In May 1976 Bruno Mahlow's own name was placed on the candidates' list for membership of the Party Central Committee, and in April 1981 he became one of the 156 members of the Central Committee He was also, between 1981 and 1989, head of the Foreign Policy Commission of the Central Committee Politburo, taking over the post from Egon Winkelmann who had been appointed the East German ambassador to Moscow. In 1990, during the run-up to German reunification, Mahlow served as a consultant to the International Affairs Commission of the Party of Democratic Socialism (PDS), which took the place of the old East German SED party at this time.

Bruno Mahlow was a member of the central committee of the Society for German–Soviet Friendship between 1974 and 1989. Between 1985 and 1989 Mahlow also served as deputy president of the Society for German–Chinese Friendship.
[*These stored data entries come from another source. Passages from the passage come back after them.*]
use crate::backend::{SessionService, SupabaseClient};
use crate::config::BackendConfig;
use crate::session::SessionManager;
use anyhow::Result;

pub async fn handle(config: &BackendConfig) -> Result<()> {
  let sessions = SessionManager::new()?;
  let client = SupabaseClient::new(config.clone())?;
  run(&sessions, &client).await
}

pub async fn run(sessions: &SessionManager, service: &dyn SessionService) -> Result<()> {
  if sessions.sign_out(service).await? {
    herald::success("Signed out");
  } else {
    herald::info("Not signed in");
  }
  Ok(())
}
Although Mahlow did not feature prominently in public life after 1990, he remained (in 2013) a member of the Elders' Council of "Die Linke", the German political party that has inherited its mantle and at least some of its attitudes from the East German SED party.

Mahlow died in Berlin on 22 February 2023, at the age of 85.

==Awards and honours==
- 1974: Patriotic Order of Merit in Bronze
- 1976: Patriotic Order of Merit in Silver
- 1987: Patriotic Order of Merit in Gold

== Published output ==

=== Books ===
- Bruno Mahlow: Wir stehen in der Geschichte und damit in der Verantwortung. Texte 2004 bis 2012. edition ost, Berlin 2012, ISBN 978-3-89793-285-2
- (wissenschaftliche Gesamtredaktion): Internationale Arbeiterbewegung und revolutionärer Kampf in der Gegenwart. Dietz, Berlin 1973.
- (Leitung des Autorenkollektivs): Kommunistische Bewegung und revolutionärer Kampf. Dietz, Berlin 1979.
- (with Götz Dieckmann): Einführung in Lenins Schrift „Zwei Taktiken der Sozialdemokratie in der demokratischen Revolution“ . Dietz, Berlin 1980 (5th edition, 1989).
- (with Harald Neubert): Die Kommunisten und ihr Zusammenwirken. Dietz, Berlin 1983.

=== Articles ===
- Lenin über die richtige Verbindung von Nationalem und Internationalem in der Politik der kommunistischen Parteien I/II. In: Einheit, (1970) Vol 4, p. 472ff. and Vol 5, p. 662ff.
- Arbeiterklasse gegen Monopolkapital. In: Einheit, (1971), Vol 9, p. 1007–1016.
- Die Verantwortung der Kommunisten für die Sicherheit in Europa. Wandel vom Kalten Krieg zur Entspannung. In: Militärwesen (1974), Vol 9, p. 11–18.
- Die Kommunisten – entschiedenste Kraft in den Kämpfen unserer Zeit. In: Einheit, Jg. 40 (1985), Vol 3, p. 251–257.
- Höchstes Gebot: Dauerhafte Wende zur Entspannung. In: Horizont, (1987), Vol 11, p. 3–5.
- Auf sozialistischem Wege. Zum 40. Jahrestag der Gründung der Volksrepublik China. In: Einheit, (1989), Vol 9/10, p. 947–952.
- Die EU-Osterweiterung: Probleme und Chancen? (Referat auf dem Friedensratschlag Dezember 2003). Auf der Seite der AG Friedensforschung an der Universität Kassel.
- EU-Russland: „Risse im gemeinsamen Haus“ (Referat auf dem Friedensratschlag Dezember 2004). Auf der Seite der AG Friedensforschung an der Universität Kassel.